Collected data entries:
^^^^^^^^^^^^^^^^
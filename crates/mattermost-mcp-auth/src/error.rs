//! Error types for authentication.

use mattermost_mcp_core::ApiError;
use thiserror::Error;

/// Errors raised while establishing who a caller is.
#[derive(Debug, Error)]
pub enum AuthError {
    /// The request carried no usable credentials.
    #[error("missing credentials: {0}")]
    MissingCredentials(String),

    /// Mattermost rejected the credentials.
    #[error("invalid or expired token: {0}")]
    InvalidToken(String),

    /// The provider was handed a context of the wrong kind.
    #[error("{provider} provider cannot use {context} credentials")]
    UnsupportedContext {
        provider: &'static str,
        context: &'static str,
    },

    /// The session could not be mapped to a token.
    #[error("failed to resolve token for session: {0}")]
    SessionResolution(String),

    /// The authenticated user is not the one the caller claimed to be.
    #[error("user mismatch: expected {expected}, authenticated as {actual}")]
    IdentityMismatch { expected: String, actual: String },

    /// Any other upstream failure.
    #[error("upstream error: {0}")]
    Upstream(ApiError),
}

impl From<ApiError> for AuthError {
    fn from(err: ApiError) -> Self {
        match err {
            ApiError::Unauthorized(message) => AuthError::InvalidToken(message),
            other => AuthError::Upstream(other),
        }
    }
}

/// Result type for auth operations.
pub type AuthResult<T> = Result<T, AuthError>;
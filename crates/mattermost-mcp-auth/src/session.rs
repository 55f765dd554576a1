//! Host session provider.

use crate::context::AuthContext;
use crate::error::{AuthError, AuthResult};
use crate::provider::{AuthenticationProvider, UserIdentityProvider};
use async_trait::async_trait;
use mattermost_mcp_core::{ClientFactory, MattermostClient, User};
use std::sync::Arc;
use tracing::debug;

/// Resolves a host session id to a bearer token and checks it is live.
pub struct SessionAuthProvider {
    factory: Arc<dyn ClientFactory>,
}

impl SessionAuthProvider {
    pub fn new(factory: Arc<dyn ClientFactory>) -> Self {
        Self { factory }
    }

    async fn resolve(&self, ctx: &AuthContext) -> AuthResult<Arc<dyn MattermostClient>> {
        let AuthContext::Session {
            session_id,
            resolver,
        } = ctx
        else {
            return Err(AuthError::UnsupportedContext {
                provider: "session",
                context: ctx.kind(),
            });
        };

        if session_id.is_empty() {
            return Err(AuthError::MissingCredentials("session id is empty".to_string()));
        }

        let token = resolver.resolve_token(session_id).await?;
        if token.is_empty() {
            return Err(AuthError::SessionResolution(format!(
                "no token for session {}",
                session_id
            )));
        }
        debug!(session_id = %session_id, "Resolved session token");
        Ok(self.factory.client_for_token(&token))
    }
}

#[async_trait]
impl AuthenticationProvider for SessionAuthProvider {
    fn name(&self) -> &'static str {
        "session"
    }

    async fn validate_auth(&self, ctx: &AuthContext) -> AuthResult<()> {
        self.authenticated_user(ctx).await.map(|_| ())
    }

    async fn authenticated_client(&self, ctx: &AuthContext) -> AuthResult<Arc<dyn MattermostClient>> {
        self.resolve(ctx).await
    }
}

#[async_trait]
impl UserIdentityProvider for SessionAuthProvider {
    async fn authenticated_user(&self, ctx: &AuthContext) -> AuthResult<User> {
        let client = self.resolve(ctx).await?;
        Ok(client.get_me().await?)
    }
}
^^^^^^^^^^^^^^^^
(Exercise requirements) Look through the entries above; copy each line where the string "await" appears.

(Response to this task)
        let token = resolver.resolve_token(session_id).await?;
        self.authenticated_user(ctx).await.map(|_| ())
        self.resolve(ctx).await
        let client = self.resolve(ctx).await?;
        Ok(client.get_me().await?)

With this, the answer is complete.